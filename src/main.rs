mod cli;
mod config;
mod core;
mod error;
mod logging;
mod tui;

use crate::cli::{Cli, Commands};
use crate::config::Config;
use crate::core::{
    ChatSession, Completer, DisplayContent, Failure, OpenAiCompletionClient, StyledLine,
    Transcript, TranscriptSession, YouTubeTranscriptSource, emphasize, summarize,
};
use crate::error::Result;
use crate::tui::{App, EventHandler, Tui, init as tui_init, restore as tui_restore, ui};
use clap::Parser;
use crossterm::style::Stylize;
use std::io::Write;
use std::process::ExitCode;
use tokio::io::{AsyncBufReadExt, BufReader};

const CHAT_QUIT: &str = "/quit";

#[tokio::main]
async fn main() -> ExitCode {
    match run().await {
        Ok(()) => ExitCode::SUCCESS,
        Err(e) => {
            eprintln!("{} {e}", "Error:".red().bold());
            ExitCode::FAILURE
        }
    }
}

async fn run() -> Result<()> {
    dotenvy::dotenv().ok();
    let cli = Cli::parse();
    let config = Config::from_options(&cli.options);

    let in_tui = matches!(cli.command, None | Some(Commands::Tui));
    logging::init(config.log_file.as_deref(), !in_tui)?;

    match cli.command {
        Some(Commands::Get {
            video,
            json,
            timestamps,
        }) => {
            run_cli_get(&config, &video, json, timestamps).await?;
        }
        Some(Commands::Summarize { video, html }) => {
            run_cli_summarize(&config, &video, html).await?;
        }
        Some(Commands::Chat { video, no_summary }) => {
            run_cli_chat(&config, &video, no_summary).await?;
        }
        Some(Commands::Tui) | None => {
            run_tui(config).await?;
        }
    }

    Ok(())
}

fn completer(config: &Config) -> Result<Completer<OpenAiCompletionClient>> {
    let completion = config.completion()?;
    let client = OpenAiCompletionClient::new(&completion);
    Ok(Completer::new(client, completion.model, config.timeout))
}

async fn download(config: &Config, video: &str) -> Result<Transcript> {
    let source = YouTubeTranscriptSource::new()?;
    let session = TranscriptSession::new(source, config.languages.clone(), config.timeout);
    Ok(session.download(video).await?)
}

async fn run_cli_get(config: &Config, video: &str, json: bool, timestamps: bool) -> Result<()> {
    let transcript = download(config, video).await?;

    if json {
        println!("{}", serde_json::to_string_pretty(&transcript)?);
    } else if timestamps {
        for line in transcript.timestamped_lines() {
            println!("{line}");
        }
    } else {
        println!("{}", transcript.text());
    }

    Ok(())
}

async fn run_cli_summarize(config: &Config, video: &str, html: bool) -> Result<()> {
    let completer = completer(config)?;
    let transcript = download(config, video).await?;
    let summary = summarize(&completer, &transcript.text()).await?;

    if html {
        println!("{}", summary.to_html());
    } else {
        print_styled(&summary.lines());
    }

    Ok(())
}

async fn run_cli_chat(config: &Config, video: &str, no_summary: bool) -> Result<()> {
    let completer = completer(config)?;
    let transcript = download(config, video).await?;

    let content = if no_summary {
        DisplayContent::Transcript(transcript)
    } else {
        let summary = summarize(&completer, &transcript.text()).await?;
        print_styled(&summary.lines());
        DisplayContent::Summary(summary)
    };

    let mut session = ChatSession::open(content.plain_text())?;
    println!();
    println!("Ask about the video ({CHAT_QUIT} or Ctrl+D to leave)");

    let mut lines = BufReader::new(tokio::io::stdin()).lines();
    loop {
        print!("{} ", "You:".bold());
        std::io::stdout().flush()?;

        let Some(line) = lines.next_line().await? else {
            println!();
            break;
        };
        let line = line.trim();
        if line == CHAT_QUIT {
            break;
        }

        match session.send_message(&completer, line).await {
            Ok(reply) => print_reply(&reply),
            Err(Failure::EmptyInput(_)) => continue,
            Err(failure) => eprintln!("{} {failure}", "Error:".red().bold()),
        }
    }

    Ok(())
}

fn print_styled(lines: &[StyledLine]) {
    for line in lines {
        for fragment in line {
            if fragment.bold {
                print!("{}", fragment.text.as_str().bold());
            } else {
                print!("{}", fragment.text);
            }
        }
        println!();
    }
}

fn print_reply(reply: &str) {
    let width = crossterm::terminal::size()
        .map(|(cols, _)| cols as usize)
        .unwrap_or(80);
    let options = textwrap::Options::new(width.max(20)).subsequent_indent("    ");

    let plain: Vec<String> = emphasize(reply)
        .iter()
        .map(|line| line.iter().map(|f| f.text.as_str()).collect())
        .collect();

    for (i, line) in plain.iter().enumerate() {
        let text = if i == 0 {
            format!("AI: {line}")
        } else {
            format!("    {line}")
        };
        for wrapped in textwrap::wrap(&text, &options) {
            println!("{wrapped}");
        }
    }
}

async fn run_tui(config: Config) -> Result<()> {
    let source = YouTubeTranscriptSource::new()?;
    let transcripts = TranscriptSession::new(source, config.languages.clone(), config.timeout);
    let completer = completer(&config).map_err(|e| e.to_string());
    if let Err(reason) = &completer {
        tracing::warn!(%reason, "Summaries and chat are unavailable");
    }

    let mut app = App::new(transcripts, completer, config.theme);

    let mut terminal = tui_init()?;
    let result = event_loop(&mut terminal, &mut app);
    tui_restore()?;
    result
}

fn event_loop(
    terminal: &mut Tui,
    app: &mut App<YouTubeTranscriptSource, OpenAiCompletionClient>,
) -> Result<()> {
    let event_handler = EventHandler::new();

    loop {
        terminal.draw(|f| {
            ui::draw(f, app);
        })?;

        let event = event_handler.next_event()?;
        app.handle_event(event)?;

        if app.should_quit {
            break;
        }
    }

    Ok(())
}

────────────────

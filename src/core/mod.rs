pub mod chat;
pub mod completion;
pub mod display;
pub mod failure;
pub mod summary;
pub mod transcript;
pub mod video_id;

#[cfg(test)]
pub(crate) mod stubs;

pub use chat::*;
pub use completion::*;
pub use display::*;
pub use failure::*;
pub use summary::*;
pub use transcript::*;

────────────────

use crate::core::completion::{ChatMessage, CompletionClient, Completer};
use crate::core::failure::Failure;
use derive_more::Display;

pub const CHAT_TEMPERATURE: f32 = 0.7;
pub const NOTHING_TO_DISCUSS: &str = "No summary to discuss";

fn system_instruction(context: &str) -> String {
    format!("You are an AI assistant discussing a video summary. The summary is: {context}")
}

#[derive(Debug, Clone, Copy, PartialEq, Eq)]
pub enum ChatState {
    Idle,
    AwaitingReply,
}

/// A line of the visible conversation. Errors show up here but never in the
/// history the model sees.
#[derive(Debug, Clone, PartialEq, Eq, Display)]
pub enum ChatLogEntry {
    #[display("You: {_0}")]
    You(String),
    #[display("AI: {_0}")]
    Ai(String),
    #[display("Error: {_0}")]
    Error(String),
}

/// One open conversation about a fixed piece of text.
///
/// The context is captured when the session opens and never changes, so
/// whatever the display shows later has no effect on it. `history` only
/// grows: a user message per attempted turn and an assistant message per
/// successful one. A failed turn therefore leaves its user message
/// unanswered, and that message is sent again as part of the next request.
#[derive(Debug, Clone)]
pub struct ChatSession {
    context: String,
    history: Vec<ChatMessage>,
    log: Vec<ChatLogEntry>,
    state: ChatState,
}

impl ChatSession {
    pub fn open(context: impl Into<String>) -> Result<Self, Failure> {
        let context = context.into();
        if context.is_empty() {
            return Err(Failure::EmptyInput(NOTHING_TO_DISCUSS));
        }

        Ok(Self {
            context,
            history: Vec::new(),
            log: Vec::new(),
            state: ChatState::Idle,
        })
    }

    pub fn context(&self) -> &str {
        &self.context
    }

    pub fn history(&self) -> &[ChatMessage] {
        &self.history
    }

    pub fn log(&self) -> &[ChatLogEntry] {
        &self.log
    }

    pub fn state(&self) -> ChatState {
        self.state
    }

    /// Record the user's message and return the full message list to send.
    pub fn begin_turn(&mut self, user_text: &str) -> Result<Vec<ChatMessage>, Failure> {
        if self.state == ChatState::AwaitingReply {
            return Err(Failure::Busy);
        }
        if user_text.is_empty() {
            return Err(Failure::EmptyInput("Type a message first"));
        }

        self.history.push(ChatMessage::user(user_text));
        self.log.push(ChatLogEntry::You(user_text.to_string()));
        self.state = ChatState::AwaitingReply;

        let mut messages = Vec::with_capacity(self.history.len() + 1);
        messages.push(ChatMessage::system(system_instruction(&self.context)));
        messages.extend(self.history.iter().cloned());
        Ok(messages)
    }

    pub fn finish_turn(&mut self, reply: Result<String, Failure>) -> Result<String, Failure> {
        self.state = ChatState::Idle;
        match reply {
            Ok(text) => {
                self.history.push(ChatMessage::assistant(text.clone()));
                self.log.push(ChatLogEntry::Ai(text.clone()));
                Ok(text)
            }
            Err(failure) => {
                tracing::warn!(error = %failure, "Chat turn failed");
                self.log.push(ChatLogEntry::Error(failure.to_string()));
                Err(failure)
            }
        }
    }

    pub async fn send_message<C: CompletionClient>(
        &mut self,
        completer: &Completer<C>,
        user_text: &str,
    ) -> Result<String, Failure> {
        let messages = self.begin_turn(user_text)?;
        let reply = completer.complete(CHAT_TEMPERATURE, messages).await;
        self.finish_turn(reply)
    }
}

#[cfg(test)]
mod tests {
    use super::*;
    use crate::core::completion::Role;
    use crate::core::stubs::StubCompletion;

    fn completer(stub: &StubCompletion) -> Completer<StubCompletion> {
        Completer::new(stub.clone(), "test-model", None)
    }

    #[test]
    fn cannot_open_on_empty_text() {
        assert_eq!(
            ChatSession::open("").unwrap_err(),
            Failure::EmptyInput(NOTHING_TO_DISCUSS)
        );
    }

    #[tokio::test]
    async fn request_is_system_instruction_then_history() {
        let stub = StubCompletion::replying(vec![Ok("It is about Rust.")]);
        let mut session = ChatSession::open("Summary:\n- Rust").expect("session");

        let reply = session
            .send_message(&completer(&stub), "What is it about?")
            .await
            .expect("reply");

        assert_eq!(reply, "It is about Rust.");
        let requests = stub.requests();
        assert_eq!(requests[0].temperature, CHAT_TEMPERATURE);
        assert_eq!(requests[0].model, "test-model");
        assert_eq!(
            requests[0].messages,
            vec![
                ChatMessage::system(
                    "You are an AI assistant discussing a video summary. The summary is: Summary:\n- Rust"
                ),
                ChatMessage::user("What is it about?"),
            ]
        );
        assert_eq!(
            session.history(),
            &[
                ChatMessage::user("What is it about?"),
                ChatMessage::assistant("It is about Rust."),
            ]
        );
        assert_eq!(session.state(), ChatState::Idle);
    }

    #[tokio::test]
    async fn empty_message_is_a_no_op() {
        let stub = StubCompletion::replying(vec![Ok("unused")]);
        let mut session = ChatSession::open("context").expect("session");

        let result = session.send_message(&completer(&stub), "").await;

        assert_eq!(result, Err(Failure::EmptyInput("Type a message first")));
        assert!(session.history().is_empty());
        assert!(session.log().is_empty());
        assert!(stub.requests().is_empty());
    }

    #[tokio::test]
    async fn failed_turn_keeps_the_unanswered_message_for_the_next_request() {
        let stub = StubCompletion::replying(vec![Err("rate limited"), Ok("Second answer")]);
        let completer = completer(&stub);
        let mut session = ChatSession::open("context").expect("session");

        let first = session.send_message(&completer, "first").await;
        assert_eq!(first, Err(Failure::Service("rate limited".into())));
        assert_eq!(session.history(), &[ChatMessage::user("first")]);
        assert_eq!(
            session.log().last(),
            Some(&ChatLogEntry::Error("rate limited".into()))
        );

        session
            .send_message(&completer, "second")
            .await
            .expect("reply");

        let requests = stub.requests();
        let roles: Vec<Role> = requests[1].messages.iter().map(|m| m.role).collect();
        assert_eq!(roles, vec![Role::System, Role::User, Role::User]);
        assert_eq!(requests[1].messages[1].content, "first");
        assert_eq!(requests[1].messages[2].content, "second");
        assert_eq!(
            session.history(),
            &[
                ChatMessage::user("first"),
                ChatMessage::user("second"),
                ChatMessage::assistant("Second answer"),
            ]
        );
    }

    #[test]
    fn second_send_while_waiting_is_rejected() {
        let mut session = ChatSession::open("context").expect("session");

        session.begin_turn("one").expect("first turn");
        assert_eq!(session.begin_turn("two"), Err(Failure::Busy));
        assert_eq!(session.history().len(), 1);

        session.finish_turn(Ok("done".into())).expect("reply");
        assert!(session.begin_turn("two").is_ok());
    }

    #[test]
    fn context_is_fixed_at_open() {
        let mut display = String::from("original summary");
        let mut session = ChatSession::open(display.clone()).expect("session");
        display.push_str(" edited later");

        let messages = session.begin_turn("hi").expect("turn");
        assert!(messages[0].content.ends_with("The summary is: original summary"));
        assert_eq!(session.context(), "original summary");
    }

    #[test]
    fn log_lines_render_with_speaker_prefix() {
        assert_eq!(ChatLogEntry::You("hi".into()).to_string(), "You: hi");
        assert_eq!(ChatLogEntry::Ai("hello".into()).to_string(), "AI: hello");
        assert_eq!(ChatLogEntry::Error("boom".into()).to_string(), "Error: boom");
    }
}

────────────────

Aim of the task:
Everything from the line containing "use crate::core::failure::Failure;" through the line containing "fn system_instruction(context: &str)" in the material above should be retyped exactly, both ends included, and nothing more.

Worked solution:
use crate::core::failure::Failure;
use derive_more::Display;

pub const CHAT_TEMPERATURE: f32 = 0.7;
pub const NOTHING_TO_DISCUSS: &str = "No summary to discuss";

fn system_instruction(context: &str) -> String {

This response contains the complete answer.